3. AIM Rule 13 - Related Party Transaction
As aforementioned, the Directors consider that the subscription
price of 1.25 cent remains appropriate for the injection of further
funds into the Company. Accordingly, also taking into account:
1. the Relationship Agreement designed to ensure that the
Company can actually carry on the Business independently of Roger
Tamraz, Michel Fayad, Said Mehraik and Netoil,
2. the Lock-in over the Ordinary Shares in the Company held by
the Lock-in Parties (including Placing Shares acquired in the July
Placing and the New Ordinary Shares), and
3. the opportunity for Shareholders to approve or otherwise the arrangements,
the Directors, other than Mr Michel Fayad, who is a member of
the Concert Party, are independent of the Transaction (Independent
Directors), consider having consulted with the Company's Nominated
Adviser, that the terms of the Transaction are fair and reasonable
in so far as the Shareholders of the Company are concerned.
4. Admission to Trading
The New Ordinary Shares are being issued pursuant to the
existing authorities approved by the Shareholders on 24(th) July
2019 at the Annual General Meeting.
Admission to trading of the New Ordinary Shares is expected to
occur on or before 25 November 2019, assuming the Whitewash
Resolution is passed. Following Admission, the Company will have
213,382,135 Ordinary Shares in issue. The Company holds no shares
in treasury. Shareholders should use the figure of 213,382,135 as
the denominator for the calculations by which they will determine
if they are required to notify their interest in or change to their
interest in the Company, under the FCA's Disclosure Guidance and
Transparency Rules.
5. Future Strategy
Post the Transaction the future strategy of the Company will be
the continued oil & gas exploration, development and production
in the MENA region, as well as the development of oil & gas
pipelines in the Middle East. Netoil shareholders and executives
are intimately familiar with oil projects in the region,
particularly in Iraq, and Libya, but have lacked an appropriate
operating vehicle until Netoil's investment in Petrel. Conversely,
Petrel has longstanding operating experience in Iraq and
neighbouring countries, but has hitherto lacked substantial backers
familiar with the region. Co-operation between the two expands the
opportunities available.
Any such transaction will be subject to customary legal,
licencing and accounting due diligence and regulatory compliance
including compliance with the Irish Takeover Rules and the AIM
Rules as appropriate. Subject to the relative size of such
transaction, it may constitute a reverse takeover under the AIM
Rules requiring shareholder approval and a full re-Admission
process.
6. Dispensation from Rule 9 of the Takeover Panel
The Transaction will give rise to certain considerations under
the Takeover Rules. Brief details of the Takeover Rules and the
protections they afford are described below.

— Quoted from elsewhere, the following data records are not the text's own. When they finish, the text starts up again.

//! C-loader register lists.
//!
//! The C-loader applies a frame's register set in one DMA burst. Pairs of
//! `(address, value)` are packed eight to a 64-byte payload row, and every
//! row is described by one 16-byte header the loader walks.

use alloc::vec::Vec;

use crate::{device::DmaBuffer, err::IspError, osal::DmaAddr};

/// Bytes of one payload row.
pub const PAYLOAD_ROW_BYTES: usize = 64;
/// Address/value pairs in one payload row.
pub const PAIRS_PER_ROW: usize = PAYLOAD_ROW_BYTES / 8;
/// Bytes of one row header.
pub const HEADER_BYTES: usize = 16;
/// Header format code for "address/value pairs".
pub const HEADER_FORMAT_PAIRS: u32 = 0x2;

/// Register list of one frame.
#[derive(Debug, Clone)]
pub struct CloaderBuffer {
    header_dva: DmaAddr,
    payload_dva: DmaAddr,
    capacity: usize,
    pairs: Vec<(u32, u32)>,
}

impl CloaderBuffer {
    /// A list backed by header and payload scratch at the given addresses.
    ///
    /// The pair capacity is bounded by both scratch sizes.
    pub fn new(
        header_dva: DmaAddr,
        header_size: usize,
        payload_dva: DmaAddr,
        payload_size: usize,
    ) -> Self {
        let rows = (payload_size / PAYLOAD_ROW_BYTES).min(header_size / HEADER_BYTES);
        Self {
            header_dva,
            payload_dva,
            capacity: rows * PAIRS_PER_ROW,
            pairs: Vec::new(),
        }
    }

    pub fn header_dva(&self) -> DmaAddr {
        self.header_dva
    }

    pub fn payload_dva(&self) -> DmaAddr {
        self.payload_dva
    }

    pub fn capacity(&self) -> usize {
        self.capacity
    }

    pub fn num_pairs(&self) -> usize {
        self.pairs.len()
    }

    pub fn is_empty(&self) -> bool {
        self.pairs.is_empty()
    }

    pub fn pairs(&self) -> &[(u32, u32)] {
        &self.pairs
    }

    /// Full rows plus one for a trailing partial row.
    pub fn num_headers(&self) -> usize {
        self.pairs.len().div_ceil(PAIRS_PER_ROW)
    }

    pub fn reset(&mut self) {
        self.pairs.clear();
    }

    /// Queues one register write.
    pub fn push(&mut self, addr: u32, value: u32) -> Result<(), IspError> {
        if self.pairs.len() >= self.capacity {
            return Err(IspError::NoMemory);
        }
        self.pairs.push((addr, value));
        Ok(())
    }

    /// Payload rows as the loader reads them, unused pair slots zeroed.
    pub fn payload_bytes(&self) -> Vec<u8> {
        let mut out = alloc::vec![0u8; self.num_headers() * PAYLOAD_ROW_BYTES];
        for (i, &(addr, value)) in self.pairs.iter().enumerate() {
            let at = i * 8;
            out[at..at + 4].copy_from_slice(&addr.to_le_bytes());
            out[at + 4..at + 8].copy_from_slice(&value.to_le_bytes());
        }
        out
    }

    /// One header per payload row: row address, pair count and format.
    pub fn header_bytes(&self) -> Vec<u8> {
        let rows = self.num_headers();
        let mut out = Vec::with_capacity(rows * HEADER_BYTES);
        for row in 0..rows {
            let dva = self.payload_dva + (row * PAYLOAD_ROW_BYTES) as DmaAddr;
            let count = (self.pairs.len() - row * PAIRS_PER_ROW).min(PAIRS_PER_ROW) as u32;
            out.extend_from_slice(&(dva as u32).to_le_bytes());
            out.extend_from_slice(&((dva >> 32) as u32).to_le_bytes());
            out.extend_from_slice(&count.to_le_bytes());
            out.extend_from_slice(&HEADER_FORMAT_PAIRS.to_le_bytes());
        }
        out
    }
}

#[derive(Debug, Clone, Copy, PartialEq, Eq)]
pub enum CloaderState {
    Free,
    /// Handed to hardware, waiting for the config lock of its frame.
    Process,
}

#[derive(Debug)]
pub struct CloaderSlot {
    pub header: DmaBuffer,
    pub payload: DmaBuffer,
    pub list: CloaderBuffer,
    state: CloaderState,
}

impl CloaderSlot {
    pub fn new(header: DmaBuffer, payload: DmaBuffer) -> Self {
        let list = CloaderBuffer::new(header.dva, header.size, payload.dva, payload.size);
        Self {
            header,
            payload,
            list,
            state: CloaderState::Free,
        }
    }

    pub fn state(&self) -> CloaderState {
        self.state
    }
}

/// Scratch buffers cycled between the shot path and the config lock.
#[derive(Debug, Default)]
pub struct CloaderPool {
    slots: Vec<CloaderSlot>,
}

impl CloaderPool {
    pub fn new() -> Self {
        Self { slots: Vec::new() }
    }

    pub fn add(&mut self, slot: CloaderSlot) {
        self.slots.push(slot);
    }

    pub fn len(&self) -> usize {
        self.slots.len()
    }

    pub fn is_empty(&self) -> bool {
        self.slots.is_empty()
    }

    pub fn count(&self, state: CloaderState) -> usize {
        self.slots.iter().filter(|s| s.state == state).count()
    }

    /// Takes a free slot, emptied and marked in process.
    pub fn acquire(&mut self) -> Option<usize> {
        let idx = self.slots.iter().position(|s| s.state == CloaderState::Free)?;
        let slot = &mut self.slots[idx];
        slot.state = CloaderState::Process;
        slot.list.reset();
        Some(idx)
    }

    pub fn get_mut(&mut self, idx: usize) -> Option<&mut CloaderSlot> {
        self.slots.get_mut(idx)
    }

    /// Returns a slot that will not reach hardware after all.
    pub fn release(&mut self, idx: usize) {
        if let Some(slot) = self.slots.get_mut(idx) {
            slot.state = CloaderState::Free;
        }
    }

    /// Hardware latched the configuration: every in-process list is free
    /// again. Returns how many were released.
    pub fn release_processed(&mut self) -> usize {
        let mut released = 0;
        for slot in self.slots.iter_mut().filter(|s| s.state == CloaderState::Process) {
            slot.state = CloaderState::Free;
            released += 1;
        }
        released
    }

    /// Empties the pool, handing the scratch buffers back.
    pub fn drain(&mut self) -> impl Iterator<Item = CloaderSlot> + '_ {
        self.slots.drain(..)
    }
}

Under Rule 9 of the Takeover Rules, where any person or any
persons acting in concert acquire, whether by a series of
transactions over a period of time or not, a holding in shares
which (taken together with shares already held by that person or by
persons acting in concert) carry 30 per cent. or more of the voting
rights of a company which is subject to the Takeover Rules, that
person, or in case of persons acting in concert such one or more
persons as the Panel may direct, will be obliged to make a general
offer to all the holders of any class of equity share capital or
other class of transferable securities carrying voting rights in
that company in accordance with Rule 9 of the Takeover Rules unless
that obligation has been waived by the Panel.
Under the Takeover Rules, when the issue of new securities in
consideration for an acquisition or a cash subscription would
otherwise result in an obligation to make a general offer under
Rule 9 of the Takeover Rules, the Takeover Panel will normally
grant a waiver of that obligation subject to, inter alia, an
Independent Shareholders vote on a poll at an extraordinary general
meeting approving the proposals which would otherwise give rise to
the obligation to make an offer. The relevant resolution in this
case is the Whitewash Resolution.
On completion of the Transaction, Petrel will allot and issue
the New Ordinary Shares, equal to 30.01 per cent. of the issued
share capital of the Company after such allotment and issue. As a
result, the Concert Party will hold 51 per cent. of the voting
rights in Petrel and would ordinarily be obliged to make a cash
offer pursuant to Rule 9 of the Takeover Rules for the remaining
issued shares of Petrel. Therefore, Petrel and the Concert Party
have sought a Rule 9 Waiver from the Takeover Panel to permit the
Concert Party to acquire a 51 per cent shareholding without the
need to make a general offer under the Takeover Rules, which the
Panel has agreed to waive subject to:
(i) the passing of the Whitewash Resolution by Independent
Shareholders at the EGM. Voting on the Whitewash Resolution will be
put to a poll, as required by the Takeover Rules; and
(ii) the approval by the Panel of a circular to Shareholders in
accordance with the whitewash guidance note of Rule 9 in the
Takeover Rules. This Circular has been so approved in this respect
only.
The Whitewash Resolution is subject to the approval of a simple
majority of the Independent Shareholders on a poll and each
Independent Shareholder will be entitled to one vote for each
Existing Ordinary Share held. None of the members of the Concert
Party will vote on the Whitewash Resolution.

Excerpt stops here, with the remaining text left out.